O técnico Thomas Tuchel, que sempre manteve uma relação de extrema sinceridade com o brasileiro, não escondeu o descontentamento com um atraso de Neymar durante a pré-temporada. Foi quando percebeu que não conseguiria deixar o PSG que Neymar começou a dar os passos que o levaram ao momento que vive hoje: respirou, chamou a responsabilidade para si, parou de culpar os outros e indicou um passo à frente no caminho da maturidade.
“Deixo claro que não tenho nada contra os torcedores, nem nada contra a entidade Paris Saint-Germain, mas todo mundo sabe que eu queria sair sim, e deixei claro isso”, disse após vitória sobre o Strasbourg, no início da temporada, em que mesmo tendo marcado um golaço de bicicleta foi vaiado pela torcida do PSG.
“As pessoas presentes aqui sabem o que aconteceu e isso é uma página virada. Hoje sou jogador do PSG e prometo dar tudo em campo, cumprir o meu papel e ser feliz dentro de campo. Não preciso que gritem meu nome e nem que estejam ali por mim, e sim pelo PSG”, concluiu. Desta vez, o camisa 10 se manteve fiel ao discurso: as polêmicas diminuíram, as reações exageradas após receber as faltas também. As lesões continuaram e tiraram um pouco de seu tempo de jogo nesta campanha, mas com uma diferença importante: desta vez elas não aconteceram no período do mata-mata europeu.
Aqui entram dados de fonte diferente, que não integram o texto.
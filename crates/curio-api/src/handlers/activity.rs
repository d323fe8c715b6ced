//! Activity feed handler (admin only).

use axum::{
    extract::{rejection::QueryRejection, Query, State},
    Json,
};
use serde::Deserialize;

use curio_core::{Activity, ActivityCategory, ActivityFilter};

use crate::auth::RequireAdmin;
use crate::{ApiError, AppState};

/// Query parameters for the activity feed.
#[derive(Debug, Default, Deserialize)]
pub struct ActivityQuery {
    /// `ITEM`, `ITEM_LIST` or `EDITORIAL_LIST` (case-insensitive).
    pub category: Option<String>,
    pub element_id: Option<i64>,
    pub limit: Option<i64>,
}

impl ActivityQuery {
    fn into_filter(self) -> Result<ActivityFilter, ApiError> {
        let category = self
            .category
            .as_deref()
            .map(str::parse::<ActivityCategory>)
            .transpose()?;

        Ok(ActivityFilter {
            category,
            element_id: self.element_id,
            limit: self.limit,
        })
    }
}

/// List recorded activity, newest first.
pub async fn list_activity(
    State(state): State<AppState>,
    RequireAdmin { actor: _ }: RequireAdmin,
    query: Result<Query<ActivityQuery>, QueryRejection>,
) -> Result<Json<Vec<Activity>>, ApiError> {
    let Query(query) = query?;
    let filter = query.into_filter()?;
    let activity = state.db.activity.list(&filter).await?;
    Ok(Json(activity))
}

#[cfg(test)]
mod tests {
    use super::*;

    #[test]
    fn test_category_filter_parsing() {
        let filter = ActivityQuery {
            category: Some("editorial_list".into()),
            element_id: Some(4),
            limit: None,
        }
        .into_filter()
        .unwrap();
        assert_eq!(filter.category, Some(ActivityCategory::EditorialList));
        assert_eq!(filter.element_id, Some(4));
    }

    #[test]
    fn test_unknown_category_is_bad_request() {
        let err = ActivityQuery {
            category: Some("playlist".into()),
            ..Default::default()
        }
        .into_filter()
        .unwrap_err();
        assert!(matches!(err, ApiError::BadRequest(_)));
    }
}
'Adulto Ney' volta a se apaixonar pelo PSG
Getty Images(Foto: Getty Images)
Vivendo um grande momento em campo, ao lado de Kylian Mbappé, Neymar tomou para si o protagonismo na Champions League e foi decisivo para o PSG eliminar o Borussia Dortmund nas oitavas de final. O título francês foi sacramentado não em campo, uma vez que o torneio foi encerrado prematuramente em meio à pandemia da Covid-19, mas quando o futebol europeu voltou, o brasileiro ajudou o seu clube a conquistar a Copa da França e a Taça da Liga. O principal, contudo, ainda estava por vir.
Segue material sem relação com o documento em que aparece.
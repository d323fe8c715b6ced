//! # curio-api
//!
//! HTTP surface for the curio collection service: item lists, editorial
//! lists and the activity feed.

pub mod auth;
pub mod config;
pub mod error;
pub mod handlers;

use axum::{
    extract::State,
    http::{header, HeaderValue, Method},
    response::IntoResponse,
    routing::get,
    Json, Router,
};
use tower_http::{
    cors::{AllowOrigin, CorsLayer},
    limit::RequestBodyLimitLayer,
    request_id::{MakeRequestId, PropagateRequestIdLayer, RequestId, SetRequestIdLayer},
    trace::TraceLayer,
};
use uuid::Uuid;

use curio_core::AggregateKind;
use curio_db::{log_pool_metrics, Database};

pub use config::ServerConfig;
pub use error::ApiError;

// =============================================================================
// STATE
// =============================================================================

/// Application state shared across handlers.
#[derive(Clone)]
pub struct AppState {
    pub db: Database,
}

impl AppState {
    pub fn new(db: Database) -> Self {
        Self { db }
    }
}

// =============================================================================
// REQUEST ID (UUIDv7)
// =============================================================================

/// Generates time-ordered UUIDv7 request correlation IDs.
#[derive(Clone, Default)]
struct MakeRequestUuidV7;

impl MakeRequestId for MakeRequestUuidV7 {
    fn make_request_id<B>(&mut self, _request: &axum::http::Request<B>) -> Option<RequestId> {
        let id = Uuid::now_v7().to_string().parse().ok()?;
        Some(RequestId::new(id))
    }
}

// =============================================================================
// ROUTER
// =============================================================================

/// Build the full application router with middleware.
pub fn build_router(state: AppState, config: &ServerConfig) -> Router {
    let mut router = Router::new()
        .route("/health", get(health_check))
        .nest(
            "/item-lists",
            handlers::lists::routes(AggregateKind::ItemList),
        )
        .nest(
            "/editorial-lists",
            handlers::lists::routes(AggregateKind::Editorial),
        )
        .route("/activity", get(handlers::activity::list_activity));

    if config.trust_actor_headers {
        router = router.layer(axum::middleware::from_fn(auth::trusted_actor_headers));
    }

    router
        .layer(TraceLayer::new_for_http())
        .layer(PropagateRequestIdLayer::x_request_id())
        .layer(SetRequestIdLayer::x_request_id(MakeRequestUuidV7))
        .layer(cors_layer(config.allowed_origins.clone()))
        .layer(RequestBodyLimitLayer::new(config.max_body_bytes))
        .with_state(state)
}

/// CORS restricted to the configured origin list.
fn cors_layer(allowed_origins: Vec<HeaderValue>) -> CorsLayer {
    CorsLayer::new()
        .allow_origin(AllowOrigin::list(allowed_origins))
        .allow_methods([
            Method::GET,
            Method::POST,
            Method::PUT,
            Method::DELETE,
            Method::OPTIONS,
        ])
        .allow_headers([header::AUTHORIZATION, header::CONTENT_TYPE, header::ACCEPT])
        .allow_credentials(true)
        .max_age(std::time::Duration::from_secs(3600))
}

// =============================================================================
// HEALTH CHECK
// =============================================================================

async fn health_check(State(state): State<AppState>) -> impl IntoResponse {
    let pool = log_pool_metrics(state.db.pool());
    Json(serde_json::json!({
        "status": "healthy",
        "version": env!("CARGO_PKG_VERSION"),
        "pool": pool,
    }))
}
Na Liga dos Campeões disputada em jogos únicos e sem torcida em Lisboa por causa dos procedimentos contra a Covid-19, Neymar foi o jogador mais influente do PSG na épica classificação sobre a Atalanta, nas quartas de final, e depois nos 3 a 0 sobre o RB Leipzig que levaram o PSG para sua primeira decisão de Champions. Os gols não vieram nestes duelos e finalizações erradas ficaram abaixo do esperado, mas foram duas assistências vitais. Mais importante, talvez, a postura de querer resolver todas as jogadas, ditando praticamente tudo o que acontecia em campo.
Neymar chamou para si a responsabilidade e virou líder de um vestiário que, após a divisão entre os brasileiros e os demais, enfim se uniu. Passou a dar a impressão de maturidade e viu esta sua atitude resultar em um novo apelido para selar o novo momento: “Adulto Ney”. E mesmo sendo adulto, Neymar mostra que é possível relaxar e fazer algumas coisas que ele fazia ainda mais jovem - e que não atrapalham ninguém.
Quando mexe com as redes sociais ao preparar o moicano e utilizar o “óculos juliet” acompanhado de uma caixa de som antes destes jogos decisivos de Champions League, o camisa 10 chama para si todo o peso, o holofote, e deixa os companheiros com menor carga de responsabilidade: é a união do que havia de melhor no menino com o que existe nesta sua versão mais madura.
(C)Getty Images(Foto: Getty Images)
A hora de separar os meninos dos homens, entretanto, será neste domingo (23). Contra o gigantesco Bayern de Munique, na final da Liga dos Campeões, às 16h, Neymar pode dar ao PSG o título e status que o clube sempre sonhou... para enfim transformar o protagonismo que tanto sonhava em ter, e já conseguiu, ser materializado em um prêmio de melhor jogador do mundo.